The technical reference for this project is split into one section per subpackage. Each package provides distinct functionality and the general theme of them is summarized here.

  1. The Common subpackage provides general functionalities used across the project. These include functions and classes for IO operations, general mathematical and statistical operations and enums used with various classes and functions.
  2. The Datasets subpackage provides dataset classes, which can be used with the PyTorch Dataloader class for managing the data loading process in functions.
  3. The Inference subpackage provides functionality that can be used to measure a camera's linearity, create HDR images, linearize single images and compute quantitatively well-defined mean and uncertainty images from a stack of images or a video.

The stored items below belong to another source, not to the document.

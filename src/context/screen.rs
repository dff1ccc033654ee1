//! Screen-description context source.
//!
//! Captures a screenshot with an external capture command, then asks a
//! vision-capable chat endpoint for a one-sentence description of what the
//! user is engaging with plus the salient keywords visible on screen.

use async_trait::async_trait;
use base64::Engine as _;
use tokio_util::sync::CancellationToken;

use crate::config::{OpenAiSettings, ScreenSettings};

use super::{ContextError, ScreenDescriber};

const DESCRIBE_SYSTEM_PROMPT: &str = "You are a voice-to-text typing assistant \
who is collecting text on the user's current screen so that a machine \
generated transcription can be edited to match any phrases appearing on the \
screen. Include a 1 sentence description of what the user is engaging with. \
Then list out all relevant keywords/names/words that appear in the provided \
image so that the transcription may be corrected.";

// ---------------------------------------------------------------------------
// VisionScreenDescriber
// ---------------------------------------------------------------------------

/// Screenshots the display and describes it through the vision model.
pub struct VisionScreenDescriber {
    client: reqwest::Client,
    openai: OpenAiSettings,
    capture_command: Vec<String>,
}

impl VisionScreenDescriber {
    pub fn from_config(openai: &OpenAiSettings, screen: &ScreenSettings) -> Self {
        let client = reqwest::Client::builder()
            .timeout(std::time::Duration::from_secs(openai.timeout_secs))
            .build()
            .unwrap_or_else(|_| reqwest::Client::new());

        Self {
            client,
            openai: openai.clone(),
            capture_command: screen.capture_command.clone(),
        }
    }

    fn api_key(&self) -> Result<String, ContextError> {
        if let Ok(key) = std::env::var("OPENAI_API_KEY") {
            if !key.is_empty() {
                return Ok(key);
            }
        }
        match self.openai.api_key.as_deref() {
            Some(key) if !key.is_empty() => Ok(key.to_string()),
            _ => Err(ContextError::MissingApiKey),
        }
    }

    /// Run the capture command against a temp file and read the PNG back.
    /// The temp file is removed when the guard drops.
    async fn take_screenshot(&self) -> Result<Vec<u8>, ContextError> {
        let (program, args) = self
            .capture_command
            .split_first()
            .ok_or_else(|| ContextError::Capture("capture command is empty".into()))?;

        let file = tempfile::Builder::new()
            .prefix("voxtyper-")
            .suffix(".png")
            .tempfile()
            .map_err(|e| ContextError::Capture(e.to_string()))?;

        let status = tokio::process::Command::new(program)
            .args(args)
            .arg(file.path())
            .kill_on_drop(true)
            .status()
            .await
            .map_err(|e| ContextError::Capture(format!("{program}: {e}")))?;

        if !status.success() {
            return Err(ContextError::Capture(format!(
                "{program} exited with {status}"
            )));
        }

        tokio::fs::read(file.path())
            .await
            .map_err(|e| ContextError::Capture(e.to_string()))
    }

    async fn describe_image(&self, png: &[u8]) -> Result<String, ContextError> {
        let key = self.api_key()?;

        let encoded = base64::engine::general_purpose::STANDARD.encode(png);
        let image_url = format!("data:image/png;base64,{encoded}");

        let body = serde_json::json!({
            "model": self.openai.vision_model,
            "messages": [
                { "role": "system", "content": DESCRIBE_SYSTEM_PROMPT },
                {
                    "role": "user",
                    "content": [
                        { "type": "image_url", "image_url": { "url": image_url } }
                    ]
                }
            ],
        });

        let url = format!("{}/v1/chat/completions", self.openai.base_url);
        let response = self
            .client
            .post(&url)
            .bearer_auth(key)
            .json(&body)
            .send()
            .await
            .map_err(|e| ContextError::Describe(e.to_string()))?;

        let json: serde_json::Value = response
            .json()
            .await
            .map_err(|e| ContextError::Describe(e.to_string()))?;

        json["choices"][0]["message"]["content"]
            .as_str()
            .map(|s| s.trim().to_string())
            .filter(|s| !s.is_empty())
            .ok_or_else(|| ContextError::Describe("empty description".into()))
    }

    async fn capture_and_describe(&self) -> Result<String, ContextError> {
        let png = self.take_screenshot().await?;
        let description = self.describe_image(&png).await?;
        log::info!("context: screen description: {description}");
        Ok(format!(
            "{description}\n\nPlease use this information about the user's \
             screen to aid in transcribing the audio."
        ))
    }
}

#[async_trait]
impl ScreenDescriber for VisionScreenDescriber {
    async fn describe(&self, cancel: CancellationToken) -> Result<String, ContextError> {
        tokio::select! {
            biased;
            _ = cancel.cancelled() => Err(ContextError::Cancelled),
            result = self.capture_and_describe() => result,
        }
    }
}

// ---------------------------------------------------------------------------
// Tests
// ---------------------------------------------------------------------------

  4. The Metadata subpackage provides classes for managing information related to the files, which are managed by the FrameData and PairedFrameData classes. The BaseMetadata class provides a guideline for implementing a Metadata class, while the others provide concrete ready-to-use classes to manage image metadata and video metadata.
  5. The Models subpackage provides the inverse camera response function model classes, which are built on the torch.nn.module class. The base model provides a guideline for creating a new ICRF model, while the concrete implementations provide different approaches to modelling an ICRF.
  6. The Training subpackage provides a training loop function for the ICRF models. In addition to the training loop, it also provides the various functions for loss computation used in the training loop.
  7. The Validation subpackage provides IO and typechecks used internally and thus doesn't expose any functionality publicly. The subpackage might eventually contain and expose functionality related to model validation.
  8. The Visualization subpackage provides functions for plotting and visualizing information from various sources in this project. The package is currently only used internally and exposes no public API, but that might change in the future.

As the project is still WIP, the organization of these packages might still change. For example, I'm considering merging the metadata subpackage into the common subpackage, as they are quite closely related. Similarly, if the amount of loss functions in modules.training.losses increases significantly over time, I might split it into its own subpackage entirely.